TICKLED TO LEARN (PART DEUX)
So wicked comic and hay(na)ku writer/collagist-extraordinaire John Bloomberg-Rissman is also the humanities bibliographer for the libraries of the the University of California, Riverside. That expertise shows, moithinks, as he writes in as regards my penultimate post yesterday re Homer's feminine side:
"Interesting post. But what bothers me about this piece, and about the other reviews of Dalby’s book I’ve seen is that there’s no mention of the fact that this thesis is not new. In the 19th century Samuel Butler (of Erewhon fame) wrote the AUTHORESS OF THE ODYSSEY: WHERE AND WHEN SHE WROTE, WHO SHE WAS AND THE USE SHE MADE OF THE ILIAD, AND HOW THE POEM GREW UNDER HER HANDS. This was reprinted in 2004 by U of Exeter Press.
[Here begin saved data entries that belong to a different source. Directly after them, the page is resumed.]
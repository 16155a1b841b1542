//! End-to-end tests for the log → streak → XP → quest → badge pipeline
//!
//! Each test drives a `Tracker` the way the CLI does and checks the derived
//! views through `TrackerQuery`.

mod common;

use common::{day, log_awards, state_with_goals};
use goalquest::progress::{
    BadgeId, HeatmapRange, HeatmapTarget, Intensity, LevelInfo, Rank, Tracker, TrackerPolicy,
    TrackerQuery, XpRewards,
};
use goalquest::{Attribute, GoalError};

#[test]
fn consecutive_logs_build_a_streak_of_equal_length() {
    let mut state = state_with_goals(&[("reading", Attribute::Int)]);
    let mut tracker = Tracker::new(&mut state);

    for d in 1..=7 {
        let outcome = tracker.log("reading", day(d), 10, day(d)).unwrap();
        assert_eq!(outcome.streak.current, d);
        assert_eq!(outcome.streak.best, d);
    }
}

#[test]
fn three_day_pushups_example() {
    let mut state = state_with_goals(&[("pushups", Attribute::Str)]);
    let mut tracker = Tracker::new(&mut state);

    let bonuses: Vec<u64> = [(1, 50), (2, 40), (3, 30)]
        .into_iter()
        .map(|(d, qty)| {
            tracker
                .log("pushups", day(d), qty, day(d))
                .unwrap()
                .xp
                .expect("positive log earns XP")
                .streak_bonus
        })
        .collect();

    assert_eq!(bonuses, vec![0, 2, 4]);

    let streak = TrackerQuery::new(&state).streaks("pushups", day(3)).unwrap();
    assert_eq!(streak.current, 3);
    assert_eq!(streak.best, 3);
    assert_eq!(log_awards(&state), 3);
}

#[test]
fn backfilling_a_gap_merges_runs() {
    let mut state = state_with_goals(&[("running", Attribute::Agi)]);
    let mut tracker = Tracker::new(&mut state);

    for d in [1, 2, 4, 5] {
        tracker.log("running", day(d), 3, day(5)).unwrap();
    }
    let before = TrackerQuery::new(&state).streaks("running", day(5)).unwrap();
    assert_eq!(before.best, 2);
    assert_eq!(before.current, 2);

    let mut tracker = Tracker::new(&mut state);
    let outcome = tracker.log("running", day(3), 3, day(5)).unwrap();
    assert_eq!(outcome.streak.best, 5);
    assert_eq!(outcome.streak.current, 5);
}

#[test]
fn correction_to_zero_shortens_the_streak() {
    let mut state = state_with_goals(&[("meditate", Attribute::Per)]);
    let mut tracker = Tracker::new(&mut state);

    for d in 1..=4 {
        tracker.log("meditate", day(d), 5, day(4)).unwrap();
    }

    let outcome = tracker.log("meditate", day(3), -5, day(4)).unwrap();
    assert_eq!(outcome.net, 0);
    assert!(!outcome.active);
    assert!(outcome.xp.is_none());
    assert_eq!(outcome.streak.current, 1);
    assert_eq!(outcome.streak.best, 2);

    let goal = state.goals.get("meditate").unwrap();
    assert_eq!(goal.active_dates(), vec![day(1), day(2), day(4)]);
}

#[test]
fn repeated_logs_accumulate_into_one_entry() {
    let mut state = state_with_goals(&[("water", Attribute::Vit)]);
    let mut tracker = Tracker::new(&mut state);

    tracker.log("water", day(2), 3, day(2)).unwrap();
    let outcome = tracker.log("water", day(2), 4, day(2)).unwrap();

    assert_eq!(outcome.net, 7);
    let goal = state.goals.get("water").unwrap();
    assert_eq!(goal.entries.len(), 1);
    assert_eq!(goal.quantity_on(day(2)), 7);
    // Both logs were positive with a positive net
    assert_eq!(log_awards(&state), 2);
}

#[test]
fn negative_first_log_is_inactive_and_earns_nothing() {
    let mut state = state_with_goals(&[("running", Attribute::Agi)]);
    let mut tracker = Tracker::new(&mut state);

    let outcome = tracker.log("running", day(3), -5, day(3)).unwrap();
    assert_eq!(outcome.net, -5);
    assert!(!outcome.active);
    assert!(outcome.xp.is_none());
    assert_eq!(outcome.xp_gained(), 0);
    assert_eq!(state.xp_ledger.total(), 0);
    assert_eq!(state.goals.total_active_entries(), 0);
}

#[test]
fn positive_delta_on_a_negative_day_earns_nothing_until_net_is_positive() {
    let mut state = state_with_goals(&[("running", Attribute::Agi)]);
    let mut tracker = Tracker::new(&mut state);

    tracker.log("running", day(3), -5, day(3)).unwrap();
    let still_negative = tracker.log("running", day(3), 2, day(3)).unwrap();
    assert!(still_negative.xp.is_none());

    let positive = tracker.log("running", day(3), 4, day(3)).unwrap();
    assert_eq!(positive.net, 1);
    assert!(positive.xp.is_some());
}

#[test]
fn daily_quest_is_granted_once_per_date() {
    let mut state = state_with_goals(&[
        ("pushups", Attribute::Str),
        ("running", Attribute::Agi),
        ("reading", Attribute::Int),
        ("water", Attribute::Vit),
        ("journal", Attribute::Per),
    ]);
    let mut tracker = Tracker::new(&mut state);

    let names = ["pushups", "running", "reading", "water"];
    let mut bonuses = Vec::new();
    for name in names {
        bonuses.push(tracker.log(name, day(6), 1, day(6)).unwrap().quest_bonus);
    }
    assert_eq!(bonuses, vec![false, false, false, true]);

    let fifth = tracker.log("journal", day(6), 1, day(6)).unwrap();
    assert!(!fifth.quest_bonus);
    assert!(fifth.quest.completed);

    assert_eq!(state.quests.len(), 1);
    assert_eq!(state.xp_ledger.total(), 5 * XpRewards::LOG + XpRewards::DAILY_QUEST);
    assert!(state.badges.contains_key(&BadgeId::FirstQuest));
    state.validate().unwrap();
}

#[test]
fn quest_bonus_survives_a_later_correction() {
    let mut state = state_with_goals(&[
        ("pushups", Attribute::Str),
        ("running", Attribute::Agi),
        ("reading", Attribute::Int),
        ("water", Attribute::Vit),
    ]);
    let mut tracker = Tracker::new(&mut state);

    for name in ["pushups", "running", "reading", "water"] {
        tracker.log(name, day(6), 1, day(6)).unwrap();
    }
    let xp_after_quest = state.xp_ledger.total();

    let mut tracker = Tracker::new(&mut state);
    tracker.log("water", day(6), -1, day(6)).unwrap();
    // Re-reaching four goals on the same date grants nothing new
    let again = tracker.log("water", day(6), 1, day(6)).unwrap();
    assert!(!again.quest_bonus);

    assert_eq!(state.quests.len(), 1);
    assert!(state.xp_ledger.total() >= xp_after_quest);
}

#[test]
fn badges_stay_unlocked_after_corrections() {
    let mut state = state_with_goals(&[("pushups", Attribute::Str)]);
    let mut tracker = Tracker::new(&mut state);

    for d in 1..=3 {
        tracker.log("pushups", day(d), 10, day(d)).unwrap();
    }
    assert!(state.badges.contains_key(&BadgeId::Streak3));
    assert!(state.badges.contains_key(&BadgeId::FirstLog));

    let mut tracker = Tracker::new(&mut state);
    tracker.log("pushups", day(2), -10, day(3)).unwrap();
    tracker.log("pushups", day(1), -10, day(3)).unwrap();
    tracker.log("pushups", day(3), -10, day(3)).unwrap();

    assert_eq!(state.goals.total_active_entries(), 0);
    assert!(state.badges.contains_key(&BadgeId::Streak3));
    assert!(state.badges.contains_key(&BadgeId::FirstLog));

    let profile = TrackerQuery::new(&state).profile();
    assert!(profile.has_badge(BadgeId::Streak3));
    assert_eq!(profile.total_logs, 0);
}

#[test]
fn experience_never_decreases() {
    let mut state = state_with_goals(&[("pushups", Attribute::Str)]);
    let mut tracker = Tracker::new(&mut state);

    let mut last = 0;
    for (d, delta) in [(1, 10), (2, 10), (2, -10), (1, -10), (3, 5), (3, -20)] {
        tracker.log("pushups", day(d), delta, day(3)).unwrap();
        let total = tracker.state().xp_ledger.total();
        assert!(total >= last, "XP dropped from {last} to {total}");
        last = total;
    }
}

#[test]
fn future_dates_are_rejected_without_changes() {
    let mut state = state_with_goals(&[("pushups", Attribute::Str)]);
    let before = state.clone();
    let mut tracker = Tracker::new(&mut state);

    let err = tracker.log("pushups", day(10), 5, day(9)).unwrap_err();
    assert!(matches!(err, GoalError::InvalidDate(_)));
    assert_eq!(state, before);
}

#[test]
fn archived_goals_keep_history_and_reject_logs_by_default() {
    let mut state = state_with_goals(&[("pushups", Attribute::Str)]);
    let mut tracker = Tracker::new(&mut state);

    tracker.log("pushups", day(1), 10, day(1)).unwrap();
    tracker.archive_goal("pushups", day(2)).unwrap();

    let err = tracker.log("pushups", day(2), 10, day(2)).unwrap_err();
    assert!(matches!(err, GoalError::ArchivedGoal(_)));
    assert_eq!(state.goals.get("pushups").unwrap().quantity_on(day(1)), 10);

    let policy = TrackerPolicy {
        allow_archived_logging: true,
    };
    let mut tracker = Tracker::with_policy(&mut state, policy);
    let outcome = tracker.log("pushups", day(2), 10, day(2)).unwrap();
    assert_eq!(outcome.streak.current, 2);
    assert!(!state.goals.get("pushups").unwrap().is_active());

    let mut tracker = Tracker::new(&mut state);
    tracker.restore_goal("pushups", day(3)).unwrap();
    assert!(state.goals.get("pushups").unwrap().is_active());
}

#[test]
fn set_quantity_replaces_the_days_total() {
    let mut state = state_with_goals(&[("reading", Attribute::Int)]);
    let mut tracker = Tracker::new(&mut state);

    tracker.log("reading", day(4), 12, day(4)).unwrap();
    let lowered = tracker.set_quantity("reading", day(4), 5, day(4)).unwrap();
    assert_eq!(lowered.net, 5);
    assert!(lowered.xp.is_none());

    let raised = tracker.set_quantity("reading", day(4), 20, day(4)).unwrap();
    assert_eq!(raised.net, 20);
    assert!(raised.xp.is_some());
}

#[test]
fn level_curve_example() {
    let info = LevelInfo::new(999);
    assert_eq!(info.level, 9);
    assert_eq!(info.rank, Rank::E);
    assert_eq!(info.rank.label(), "E-Rank");

    assert_eq!(LevelInfo::new(1000).level, 10);
    assert_eq!(LevelInfo::new(1000).rank, Rank::D);
}

#[test]
fn heatmap_buckets_follow_the_goals_best_day() {
    let mut state = state_with_goals(&[("pushups", Attribute::Str)]);
    let mut tracker = Tracker::new(&mut state);

    for (d, qty) in [(1, 100), (2, 10), (3, 30), (4, 60), (5, 80)] {
        tracker.log("pushups", day(d), qty, day(5)).unwrap();
    }

    let map = TrackerQuery::new(&state)
        .heatmap(
            &HeatmapTarget::Goal("pushups".to_string()),
            HeatmapRange::new(day(1), day(7)),
        )
        .unwrap();

    assert_eq!(map.max, 100);
    assert_eq!(map.get(day(1)), Intensity::Peak);
    assert_eq!(map.get(day(2)), Intensity::Low);
    assert_eq!(map.get(day(3)), Intensity::Medium);
    assert_eq!(map.get(day(4)), Intensity::High);
    assert_eq!(map.get(day(5)), Intensity::Peak);
    assert_eq!(map.get(day(6)), Intensity::None);
}

#[test]
fn profile_reflects_attribute_xp() {
    let mut state = state_with_goals(&[("pushups", Attribute::Str), ("reading", Attribute::Int)]);
    let mut tracker = Tracker::new(&mut state);

    tracker.log("pushups", day(1), 10, day(2)).unwrap();
    tracker.log("pushups", day(2), 10, day(2)).unwrap();
    tracker.log("reading", day(2), 10, day(2)).unwrap();

    let profile = TrackerQuery::new(&state).profile();
    assert_eq!(profile.attributes[&Attribute::Str], 10 + 12);
    assert_eq!(profile.attributes[&Attribute::Int], 10);
    assert_eq!(profile.attributes[&Attribute::Vit], 0);
    assert_eq!(profile.strongest_attribute(), Some(Attribute::Str));
    assert_eq!(profile.total_xp(), 32);
    assert_eq!(profile.level.level, 1);
}

#[test]
fn fifth_goal_unlocks_goal_set_badges_for_good() {
    let mut state = goalquest::TrackerState::default();
    let mut tracker = Tracker::new(&mut state);

    let goals = [
        ("pushups", Attribute::Str),
        ("running", Attribute::Agi),
        ("reading", Attribute::Int),
        ("water", Attribute::Vit),
    ];
    for (name, attribute) in goals {
        let outcome = tracker.add_goal(name, "units", attribute, day(1)).unwrap();
        assert!(outcome.badges.is_empty());
    }

    let fifth = tracker
        .add_goal("journal", "entries", Attribute::Per, day(2))
        .unwrap();
    let unlocked: Vec<BadgeId> = fifth.badges.iter().map(|b| b.badge.id).collect();
    assert_eq!(unlocked, vec![BadgeId::GoalCollector, BadgeId::AllRounder]);

    let archived = tracker.archive_goal("journal", day(3)).unwrap();
    assert!(archived.badges.is_empty());

    assert_eq!(state.badges.get(&BadgeId::GoalCollector), Some(&day(2)));
    assert_eq!(state.badges.get(&BadgeId::AllRounder), Some(&day(2)));
}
It posits, to quote a blurb, that the Odyssey was written by a woman who configured herself in the epic as the Phaeacian princess, Nausicaa. Oddly enough, I have the first edition at home. It came from my father’s library. At one time, it was owned by Philip Whalen, who has signed (i.e. “calligraphed” in typical Whalen style) his name on the flyleaf. I hope somebody somewhere remembers poor old Samuel Butler."
Indeed, let us remember Samuel Butler...and Robert Graves who, John notes, also elaborated on this hypothesis in his novel Homer's Daughter.
To live is to learn.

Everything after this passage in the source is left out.